Work item >>
Sift the material for lines containing "Direction", and return them.
*** Opening Given records ***
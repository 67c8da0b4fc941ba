use actix_session::Session;

use crate::admin::Notice;
use crate::errors::AppError;

pub const ADMIN_EMAIL_KEY: &str = "admin_email";
const FLASH_KEY: &str = "flash";

pub fn get_admin_email(session: &Session) -> Result<String, AppError> {
    match session.get::<String>(ADMIN_EMAIL_KEY) {
        Ok(Some(email)) => Ok(email),
        Ok(None) => Err(AppError::Session("No admin in session".to_string())),
        Err(e) => Err(AppError::Session(format!("Session error: {e}"))),
    }
}

pub fn set_flash(session: &Session, notice: &Notice) {
    let _ = session.insert(FLASH_KEY, notice);
}

pub fn take_flash(session: &Session) -> Option<Notice> {
    let flash = session.get::<Notice>(FLASH_KEY).unwrap_or(None);
    if flash.is_some() {
        session.remove(FLASH_KEY);
    }
    flash
}
//! In-memory document store tests: ordering, merge semantics and queries.

use serde_json::{json, Value};

use ongsite::store::memory::MemoryStore;
use ongsite::store::{Direction, DocumentStore, Fields, Query, StoreError};

fn fields(value: Value) -> Fields {
    match value {
        Value::Object(map) => map,
        _ => panic!("expected an object"),
    }
}

#[tokio::test]
async fn test_list_keeps_insertion_order() {
    let store = MemoryStore::new();
    let a = store.create("projetos", fields(json!({"title": "A"}))).await.expect("create");
    let b = store.create("projetos", fields(json!({"title": "B"}))).await.expect("create");

    let ids: Vec<String> = store.list("projetos").await.expect("list").into_iter().map(|r| r.id).collect();
    assert_eq!(ids, vec![a, b]);
    assert!(store.list("doacoes").await.expect("list").is_empty());
}

#[tokio::test]
async fn test_update_merges_and_requires_existing_record() {
    let store = MemoryStore::new();
    let id = store.create("projetos", fields(json!({"title": "A", "status": "Em Execução"}))).await.expect("create");

    store.update("projetos", &id, fields(json!({"status": "Concluído"}))).await.expect("update");
    let stored = store.get("projetos", &id).await.expect("get").expect("missing");
    assert_eq!(stored.get("title"), Some(&json!("A")));
    assert_eq!(stored.get("status"), Some(&json!("Concluído")));

    let missing = store.update("projetos", "nope", Fields::new()).await;
    assert!(matches!(missing, Err(StoreError::NotFound { .. })));
}

#[tokio::test]
async fn test_delete_is_idempotent() {
    let store = MemoryStore::new();
    let id = store.create("mensagens", fields(json!({"name": "Ana"}))).await.expect("create");

    store.delete("mensagens", &id).await.expect("delete");
    store.delete("mensagens", &id).await.expect("second delete");
    assert!(store.get("mensagens", &id).await.expect("get").is_none());
}

#[tokio::test]
async fn test_query_filters_orders_and_limits() {
    let store = MemoryStore::new();
    for (title, created) in [("old", "2025-01-01T00:00:00.000Z"), ("new", "2025-03-01T00:00:00.000Z"), ("mid", "2025-02-01T00:00:00.000Z")] {
        store
            .create("documentos", fields(json!({"title": title, "createdAt": created, "kind": "pdf"})))
            .await
            .expect("create");
    }
    store.create("documentos", fields(json!({"title": "undated", "kind": "pdf"}))).await.expect("create");
    store.create("documentos", fields(json!({"title": "other", "kind": "doc", "createdAt": "2030-01-01T00:00:00.000Z"}))).await.expect("create");

    let query = Query::new().filter("kind", "pdf").order_by("createdAt", Direction::Desc).limit(3);
    let titles: Vec<Value> = store
        .query("documentos", &query)
        .await
        .expect("query")
        .into_iter()
        .map(|r| r.fields["title"].clone())
        .collect();
    assert_eq!(titles, vec![json!("new"), json!("mid"), json!("old")]);
}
*** Closing Given records ***
Result of this exercise >>
use ongsite::store::{Direction, DocumentStore, Fields, Query, StoreError};
    let query = Query::new().filter("kind", "pdf").order_by("createdAt", Direction::Desc).limit(3);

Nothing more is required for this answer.